▶ _Exercise objective_
Return the entries below exactly as written.

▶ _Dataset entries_
☆ ☆ ☆ ☆ ☆

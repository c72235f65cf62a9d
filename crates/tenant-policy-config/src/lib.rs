// crates/tenant-policy-config/src/lib.rs
// ============================================================================
// Module: Tenant Policy Config Library
// Description: Canonical config model and validation.
// Purpose: Single source of truth for tenant-policy.toml semantics.
// Dependencies: tenant-policy-core, serde, toml
// ============================================================================

//! ## Overview
//! `tenant-policy-config` defines the configuration model for tenant policy
//! services and provides strict, fail-closed validation.

// ============================================================================
// SECTION: Modules
// ============================================================================

pub mod config;

// ============================================================================
// SECTION: Re-Exports
// ============================================================================

pub use config::*;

☆ ☆ ☆ ☆ ☆

▶ _Response area_
repository c72235f65cf62a9d
filename crates/tenant-policy-config/src/lib.rs
// crates/tenant-policy-config/src/lib.rs
// ============================================================================
// Module: Tenant Policy Config Library
// Description: Canonical config model and validation.
// Purpose: Single source of truth for tenant-policy.toml semantics.
// Dependencies: tenant-policy-core, serde, toml
// ============================================================================

//! ## Overview
//! `tenant-policy-config` defines the configuration model for tenant policy
//! services and provides strict, fail-closed validation.

// ============================================================================
// SECTION: Modules
// ============================================================================

pub mod config;

// ============================================================================
// SECTION: Re-Exports
// ============================================================================

pub use config::*;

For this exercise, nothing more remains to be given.